Although vintage toys are charming, especially if they are a family heirloom, these can pose a risk for kids. “It’s advisable to exercise caution with old painted metal toys, dollhouses, or wooden toys with peeling or chipped paint,” advises Wright. Although your childhood wagon may be the perfect play toy for your child, if you plan on using it and other playthings for anything other than decorative purposes, it’s essential to use a testing kit to see if they contain lead. 

Ceramic, Crystal, or Porcelain Dishware

The easiest way to consume lead quickly is by using tainted dishware and cooking items. “For example, ceramic or porcelain dishware with colorful or highly decorative, hand-painted designs could potentially have lead paint,” reveals Wright. She also notes that ceramic mixing bowls, pitchers, or mugs with vibrant colors or intricate patterns might also be suspect. 
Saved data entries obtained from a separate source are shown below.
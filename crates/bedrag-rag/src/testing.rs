//! Deterministic fakes for the embedding and generation services

use async_trait::async_trait;
use std::sync::Mutex;
use std::sync::atomic::{AtomicUsize, Ordering};

use bedrag_core::{
    Embedder, EmbeddingVector, Error, GenerationResult, Generator, Prompt, Result,
};

const VOCABULARY: [&str; 10] = [
    "bedrock",
    "managed",
    "ai",
    "service",
    "paris",
    "capital",
    "france",
    "rag",
    "retrieval",
    "generation",
];

/// Bag-of-keywords embedder over a tiny fixed vocabulary
pub struct KeywordEmbedder {
    calls: AtomicUsize,
}

impl KeywordEmbedder {
    pub fn new() -> Self {
        Self {
            calls: AtomicUsize::new(0),
        }
    }

    pub fn calls(&self) -> usize {
        self.calls.load(Ordering::SeqCst)
    }
}

#[async_trait]
impl Embedder for KeywordEmbedder {
    async fn embed(&self, text: &str) -> Result<EmbeddingVector> {
        self.calls.fetch_add(1, Ordering::SeqCst);
        let words: Vec<String> = text
            .split(|c: char| !c.is_alphanumeric())
            .map(str::to_lowercase)
            .collect();
        Ok(VOCABULARY
            .iter()
            .map(|term| words.iter().filter(|w| w.as_str() == *term).count() as f32)
            .collect())
    }

    fn model_id(&self) -> &str {
        "keyword-test"
    }
}

pub struct FailingEmbedder;

#[async_trait]
impl Embedder for FailingEmbedder {
    async fn embed(&self, _text: &str) -> Result<EmbeddingVector> {
        Err(Error::embedding("embedding endpoint unreachable"))
    }

    fn model_id(&self) -> &str {
        "failing-embedder"
    }
}

/// Echoes a fixed answer and remembers every prompt it was given
pub struct RecordingGenerator {
    prompts: Mutex<Vec<Prompt>>,
}

impl RecordingGenerator {
    pub fn new() -> Self {
        Self {
            prompts: Mutex::new(Vec::new()),
        }
    }

    pub fn prompts(&self) -> Vec<Prompt> {
        self.prompts.lock().unwrap().clone()
    }
}

#[async_trait]
impl Generator for RecordingGenerator {
    async fn generate(&self, prompt: &Prompt, max_tokens: u32) -> Result<GenerationResult> {
        self.prompts.lock().unwrap().push(prompt.clone());
        Ok(GenerationResult::new(
            format!("answer ({} tokens max)", max_tokens),
            "recording-test",
        ))
    }

    fn model_id(&self) -> &str {
        "recording-test"
    }
}

pub struct FailingGenerator;

#[async_trait]
impl Generator for FailingGenerator {
    async fn generate(&self, _prompt: &Prompt, _max_tokens: u32) -> Result<GenerationResult> {
        Err(Error::generation("response lacks a completion"))
    }

    fn model_id(&self) -> &str {
        "failing-generator"
    }
}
If you collect and use crystal, it may contain lead if it was produced before 1969, when leaded crystal became a regulated industry. However, the prognosis isn’t all grim where leaching — the process whereby lead seeps — is concerned. “According to the California Department of Public Health, even with the possible traces of lead, the occasional use of antique tableware made of crystal, porcelain, and other materials is considered safe,” says Palermo. 

According to the CDC, factors that impact the amount of toxins that filter into consumable items depend on the amount of lead in the dish, the kind of glazing used, the type of food on the container, and how long the food sits on it. “It is advisable not to store liquids in these items,” adds Palermo. Case in point: A hot mug of coffee could be dangerous.

Kitchen Tools

Thankfully, modern kitchen tools won’t contain lead, but the cute vintage ones your grandmother used may be coated with unhealthy paint. “Cooking tools like cookie cutters or can openers with wooden handles could potentially contain lead,” says Wright. Look for painted handles — especially in red or green — or painted tin, and test accordingly. A positive test doesn’t mean you have to throw them out; just consider lead-containing tools to be for decoration only.


Before you buy that Facebook Marketplace dresser you’re eyeing, consider if it has a coat of lead paint on top or lurking underneath. You’ll need to take precautions, such as wearing a dust mask and eye protection, which are always good ideas when refurbishing furniture. However, Palermo says this won’t be a concern with fine antiques. “Lead was commonly found in hardware, such as pipes and cheaper wooden items, but seldom used in high-quality antiques,” he says. Either way, performing a quick lead test is helpful for peace of mind.